Because our image dataset is very small, with 9912 images, we want to augment the dataset by doing some image transformations.

In [None]:
# Training data has the possibility of being augmented by horizontal flip, etc. Pawpularity label remains the same
def getTrainTransforms():
    return A.Compose([
                        A.HorizontalFlip(p=0.5),
#                         A.augmentations.geometric.rotate.Rotate(limit=5, p=0.5),
                        A.Normalize(
                                mean=[0.485, 0.456, 0.406], # for DATASET, not for individual image
                                std=[0.229, 0.224, 0.225], 
                            ),
                        ToTensorV2()
                    ])

# Do NOT do image augmentation on test and validation training sets, only resize and normalize.
def getValidationTestTransforms():
    return A.Compose([
                        A.Normalize(
                            mean=[0.485, 0.456, 0.406],
                            std=[0.229, 0.224, 0.225],
                        ),
                        ToTensorV2(),
                    ])

#### Load Training, Validation, and Test Data

In [None]:
# Fetch images outside of dataset so that dataloader doesn't have to do fetching every time and cause training to be very slow

# Repeated code from metadata.

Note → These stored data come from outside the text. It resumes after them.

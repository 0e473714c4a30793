//! Model registry and grading entry points.
//!
//! [`GradingService`] owns the validated [`GradingConfig`] and every registered
//! backbone. It is immutable after setup and shared by reference across
//! request threads; backbones are `Send + Sync` and hold their own weights.

use std::sync::Arc;

use ndarray::ArrayView3;
use serde::Serialize;

use super::{Backbone, GradeReport, OrdinalDecoder, PredictionResult};
use crate::compare::{Comparator, DualReport, Side};
use crate::error::{GradeError, Result};
use crate::model::{ConfigError, GradingConfig, ModelKind, ModelMeta};

// =============================================================================
// Registry entries
// =============================================================================

enum ModelState {
    Loaded(Arc<dyn Backbone>),
    Unavailable(String),
}

struct RegisteredModel {
    meta: ModelMeta,
    state: ModelState,
}

impl RegisteredModel {
    fn is_loaded(&self) -> bool {
        matches!(self.state, ModelState::Loaded(_))
    }
}

/// Load state of one registered model.
#[derive(Debug, Clone, PartialEq, Eq, Serialize)]
pub struct ModelHealth {
    pub name: String,
    pub kind: ModelKind,
    pub loaded: bool,
    #[serde(skip_serializing_if = "Option::is_none")]
    pub reason: Option<String>,
}

/// Service-wide load state.
#[derive(Debug, Clone, PartialEq, Eq, Serialize)]
pub struct HealthStatus {
    /// True when every registered model is loaded.
    pub healthy: bool,
    pub models: Vec<ModelHealth>,
}

// =============================================================================
// GradingService
// =============================================================================

/// Registry of backbones plus the decoding configuration they share.
///
/// # Example
///
/// ```
/// use std::sync::Arc;
/// use ndarray::Array3;
/// use ordinal_grade::inference::GradingService;
/// use ordinal_grade::model::{GradingConfig, ModelMeta};
/// use ordinal_grade::testing::FixedBackbone;
///
/// let mut service = GradingService::new(GradingConfig::default()).unwrap();
/// service
///     .register(ModelMeta::ordinal("coral"), Arc::new(FixedBackbone::new(vec![0.9, 0.8, 0.3, 0.1])))
///     .unwrap();
///
/// let image = Array3::<f32>::zeros((3, 224, 224));
/// let report = service.grade("coral", image.view()).unwrap();
/// assert_eq!(report.severity, "Mild");
/// ```
pub struct GradingService {
    config: GradingConfig,
    decoder: OrdinalDecoder,
    models: Vec<RegisteredModel>,
}

impl std::fmt::Debug for GradingService {
    fn fmt(&self, f: &mut std::fmt::Formatter<'_>) -> std::fmt::Result {
        let names: Vec<&str> = self.models.iter().map(|m| m.meta.name.as_str()).collect();
        f.debug_struct("GradingService")
            .field("config", &self.config)
            .field("models", &names)
            .finish()
    }
}

impl GradingService {
    /// Create an empty service. The configuration is validated here.
    pub fn new(config: GradingConfig) -> Result<Self> {
        config.validate()?;
        tracing::info!(
            num_classes = config.num_classes,
            correction = ?config.correction,
            "grading service initialized"
        );
        Ok(Self {
            decoder: OrdinalDecoder::from(&config),
            config,
            models: Vec::new(),
        })
    }

    pub fn config(&self) -> &GradingConfig {
        &self.config
    }

    pub fn decoder(&self) -> &OrdinalDecoder {
        &self.decoder
    }

    /// Metadata of every registered model, in registration order.
    pub fn models(&self) -> impl Iterator<Item = &ModelMeta> {
        self.models.iter().map(|m| &m.meta)
    }

    /// Register a loaded backbone under `meta.name`.
    pub fn register(&mut self, meta: ModelMeta, backbone: Arc<dyn Backbone>) -> Result<()> {
        self.insert(meta, ModelState::Loaded(backbone))
    }

    /// Register a model whose weights failed to load.
    ///
    /// Requests against it fail with [`GradeError::UpstreamUnavailable`].
    pub fn register_unavailable(&mut self, meta: ModelMeta, reason: impl Into<String>) -> Result<()> {
        let reason = reason.into();
        tracing::warn!(model = %meta.name, %reason, "model registered as unavailable");
        self.insert(meta, ModelState::Unavailable(reason))
    }

    fn insert(&mut self, meta: ModelMeta, state: ModelState) -> Result<()> {
        if self.find(&meta.name).is_some() {
            return Err(ConfigError::DuplicateModel(meta.name).into());
        }
        tracing::info!(model = %meta.name, kind = ?meta.kind, "model registered");
        self.models.push(RegisteredModel { meta, state });
        Ok(())
    }

    fn find(&self, name: &str) -> Option<&RegisteredModel> {
        self.models.iter().find(|m| m.meta.name == name)
    }

    /// Run one backbone and decode its output.
    #[tracing::instrument(level = "debug", skip(self, image))]
    pub fn predict(&self, model: &str, image: ArrayView3<'_, f32>) -> Result<PredictionResult> {
        self.run(model, image).map(|(_, prediction)| prediction)
    }

    /// Grade one image with one model.
    #[tracing::instrument(skip(self, image))]
    pub fn grade(&self, model: &str, image: ArrayView3<'_, f32>) -> Result<GradeReport> {
        let (meta, prediction) = self.run(model, image)?;
        Ok(GradeReport::new(meta, prediction, &self.config.taxonomy))
    }

    fn run(&self, model: &str, image: ArrayView3<'_, f32>) -> Result<(&ModelMeta, PredictionResult)> {
        let entry = self.find(model).ok_or_else(|| GradeError::UpstreamUnavailable {
            model: model.to_string(),
            reason: "not registered".to_string(),
        })?;

        let backbone = match &entry.state {
            ModelState::Loaded(backbone) => backbone,
            ModelState::Unavailable(reason) => {
                return Err(GradeError::UpstreamUnavailable {
                    model: model.to_string(),
                    reason: reason.clone(),
                });
            }
        };

        let mut scores = backbone
            .forward(image)
            .map_err(|err| GradeError::UpstreamUnavailable {
                model: model.to_string(),
                reason: err.to_string(),
            })?;
        let expected = entry.meta.kind.n_outputs(self.config.num_classes);
        if scores.len() != expected {
            return Err(GradeError::DimensionMismatch {
                what: "backbone outputs",
                expected,
                got: scores.len(),
            });
        }
        entry.meta.transform.apply_inplace(&mut scores);

        let prediction = match entry.meta.kind {
            ModelKind::Ordinal => self.decoder.decode(&scores)?,
            ModelKind::Categorical => self.decoder.decode_categorical(&scores)?,
        };
        Ok((&entry.meta, prediction))
    }

    /// Grade one image with two models and compare them.
    ///
    /// Never fails: a model that can't produce a result is reported inline and
    /// the comparison section is left empty. This covers every error of
    /// [`grade`](Self::grade), not just upstream ones; a backbone returning the
    /// wrong number of outputs shows up as a side with kind `shape`.
    #[tracing::instrument(skip(self, image))]
    pub fn compare(&self, model_a: &str, model_b: &str, image: ArrayView3<'_, f32>) -> DualReport {
        let (outcome_a, outcome_b) = rayon::join(
            || self.grade(model_a, image),
            || self.grade(model_b, image),
        );

        let kind_a = self.find(model_a).map(|m| m.meta.kind);
        let kind_b = self.find(model_b).map(|m| m.meta.kind);
        let ordinal_side = match (kind_a, kind_b) {
            (Some(ModelKind::Ordinal), Some(ModelKind::Categorical)) => Some(Side::A),
            (Some(ModelKind::Categorical), Some(ModelKind::Ordinal)) => Some(Side::B),
            _ => None,
        };

        Comparator::new(&self.config.taxonomy)
            .with_labels(self.label(model_a), self.label(model_b))
            .with_ordinal_side(ordinal_side)
            .compare_outcomes(outcome_a, outcome_b)
    }

    fn label(&self, model: &str) -> String {
        self.find(model)
            .map(|m| m.meta.model_type.clone())
            .unwrap_or_else(|| model.to_string())
    }

    /// Load state of every registered model.
    pub fn health(&self) -> HealthStatus {
        let models: Vec<ModelHealth> = self
            .models
            .iter()
            .map(|m| ModelHealth {
                name: m.meta.name.clone(),
                kind: m.meta.kind,
                loaded: m.is_loaded(),
                reason: match &m.state {
                    ModelState::Loaded(_) => None,
                    ModelState::Unavailable(reason) => Some(reason.clone()),
                },
            })
            .collect();

        HealthStatus {
            healthy: models.iter().all(|m| m.loaded),
            models,
        }
    }
}

// =============================================================================
// Tests
// =============================================================================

Could be removed-----------------
random_state = 131

input_path = '../input/petfinder-pawpularity-score/'
train_data = pd.read_csv(input_path + 'train.csv')
test_data = pd.read_csv(input_path + 'test.csv')

# end of repeated code------------------------------------------

# Get image lists for train, val, and test
train_val_raw_images = getRawImages("train", train_data['Id'].values)
train_raw_images, val_raw_images, y_train, y_val = sklearn.model_selection.train_test_split(train_val_raw_images, train_data["Pawpularity"].values.astype(np.float32), test_size = 0.2, random_state=random_state)
test_raw_images = getRawImages("test", test_data['Id'].values)

# Now set up dataloader

train_img_data = PetImageDataset(images=train_raw_images, labels=y_train, split='train', transforms=getTrainTransforms())
val_img_data = PetImageDataset(images=val_raw_images, labels=y_val, split='train', transforms=getValidationTestTransforms())

#### CNN Models

##### Baseline CNN model
Very simple model to see how CNN is working, make sure data is loaded correctly.

In [None]:
class CNN(torch.nn.Module):
    def __init__(self):
        super(CNN, self).__init__()
        self.conv_1 = torch.nn.Conv2d(in_channels=3, out_channels=32, kernel_size=3, stride=1, padding=1)
        self.max_pool2d = torch.nn.MaxPool2d(kernel_size=2, stride=2)
        self.linear_1 = torch.nn.Linear(img_size // 2 * img_size // 2 * 32, 128)
        self.linear_2 = torch.nn.Linear(128, 1)
        self.dropout = torch.nn.Dropout(p=0.5)
        self.relu = torch.nn.ReLU()

    def forward(self, x):
        x = self.relu(self.conv_1(x))
        x = self.max_pool2d(x)
        x = x.reshape(x.size(0), -1)
        x = self.relu(self.linear_1(x))
        x = self.dropout(x)
        x = self.linear_2(x)
        return x

##### More Complex CNN Model
We tried adding more layers to see if the error would improve. The MSE error after the ideal number of epochs usually stayed around 21-25, either the same or worst than the median prediction. This is the final result after some tuning, which is only marginally better than the simple CNN model.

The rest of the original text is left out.